Shifting past CISSP and Safety+, lots of the different safety certifications additionally confirmed features. Licensed Moral Hacker (CEH) was up 1.4%, as was the much less fashionable CompTIA PenTest+ certification (3.3%). Licensed Cloud Safety Skilled was up 2.4%, considerably lower than we’d anticipate, given the significance of the cloud to fashionable IT, nevertheless it’s nonetheless a achieve. ISACA’s Licensed in Danger and Info Techniques Management (CRISC) was up 45%, Licensed Info Safety Supervisor (CISM) grew 9.3%, and Licensed Info Safety Auditor (CISA) was up 8.8%; these three certifications are strongly related to safety governance. Probably the most vital declines have been for the CompTIA Cybersecurity Analyst (CySA+) certification (down 13%) and CCNA Safety (down 55%). The drop in CCNA Safety is excessive, nevertheless it isn’t sudden on condition that not one of the Cisco certifications confirmed a rise this 12 months.
We’re lacking one essential piece of the safety certification puzzle. There’s no knowledge on AI safety certifications—and that’s as a result of there aren’t any. Software program that comes with AI should be constructed and operated securely. That may require safety consultants with AI experience (and who can exhibit that experience by way of certifications). We anticipate (or perhaps a greater phrase is “we hope”) that lack shall be addressed within the coming 12 months.

Skilled Growth
Skilled improvement continues to be an essential progress space for our viewers. Crucial talent, Skilled Communication, grew 4.5%—not a lot however vital. We noticed a 9.6% enhance in customers desirous to know extra about Engineering Management, and a 21.5% enhance in customers utilizing content material about Private Productiveness.

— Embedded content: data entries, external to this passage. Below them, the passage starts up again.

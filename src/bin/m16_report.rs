//! M16 status report utility
//! Requests a status report from the modem and prints it as text or JSON

use m16_rs::serial::{list_ports, SerialConfig, SerialPort};
use m16_rs::{BitLayout, M16Modem};
use std::env;
use tracing_subscriber::{fmt::format::FmtSpan, prelude::*, EnvFilter};

#[tokio::main]
async fn main() -> anyhow::Result<()> {
    let filter_layer = EnvFilter::try_from_default_env().or_else(|_| EnvFilter::try_new("info"))?;

    let format_layer = tracing_subscriber::fmt::layer()
        .with_target(true)
        .with_span_events(FmtSpan::NONE);

    tracing_subscriber::registry()
        .with(filter_layer)
        .with(format_layer)
        .init();

    let args: Vec<String> = env::args().collect();
    if args.len() < 2 || args.len() > 3 {
        eprintln!("Usage: {} <port> [--json]", args[0]);
        eprintln!("Example: {} /dev/ttyUSB0 --json", args[0]);
        if let Ok(ports) = list_ports() {
            if !ports.is_empty() {
                eprintln!("\nAvailable ports:");
                for port in ports {
                    eprintln!("  {}", port);
                }
            }
        }
        std::process::exit(1);
    }

    let port_name = &args[1];
    let json = match args.get(2).map(|s| s.as_str()) {
        None => false,
        Some("--json") => true,
        Some(other) => anyhow::bail!("Unknown option: {}", other),
    };

    tracing::info!("Opening {}", port_name);
    let port = SerialPort::open(port_name, SerialConfig::default())?;
    let mut modem = M16Modem::new(port, BitLayout::default());

    let report = modem.request_report().await?;

    if json {
        println!("{}", serde_json::to_string_pretty(&report)?);
    } else {
        println!("Report received:");
        println!("{}", report);
    }

    Ok(())
}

Mission Administration was nearly unchanged from 2023 to 2024 (up 0.01%), whereas using content material concerning the Mission Administration Skilled (PMP) certification grew 15%. Curiosity in Product Administration declined 11%; it appears to be a talent that our customers are much less excited by. Why? For the previous few years, product supervisor has gave the impression to be a classy new job title. However in final 12 months’s report, Product Administration solely confirmed a small achieve from 2022 to 2023. Is curiosity in Product Administration as a talent or as a job title fading?

We additionally noticed a 7.9% decline in Management (other than Engineering Management), and an enormous 35% decline for IT Administration. Are we in charge these on the company layoff cycle? That’s potential, nevertheless it’s too straightforward. IT could also be affected by a basic pattern towards simplification and platform engineering, as we’ve mentioned: A platform engineering group can do quite a bit to scale back cognitive overhead for builders, nevertheless it additionally reduces the necessity for IT workers. A platform engineering group doesn’t must be massive; is the necessity for IT workers shrinking? The decline in Management could also be as a result of it’s a obscure, nonspecific time period, not like Engineering Management (which is up). Engineering Management is concrete and it’s one thing our engineering-oriented viewers understands.
New Initiatives
In 2024, we launched a number of new options on the O’Reilly studying platform, together with badges, quizzes, and a brand new model of O’Reilly Solutions. What are they telling us?
Badges and Quizzes
We began a badging program late in 2023: Customers from enterprise accounts can earn badges for taking programs and finishing quizzes. We gained’t go into this system particulars right here, however because the program began, customers have earned almost 160,000 badges. We’re nonetheless constructing this system, however we’re inspired by its first 12 months.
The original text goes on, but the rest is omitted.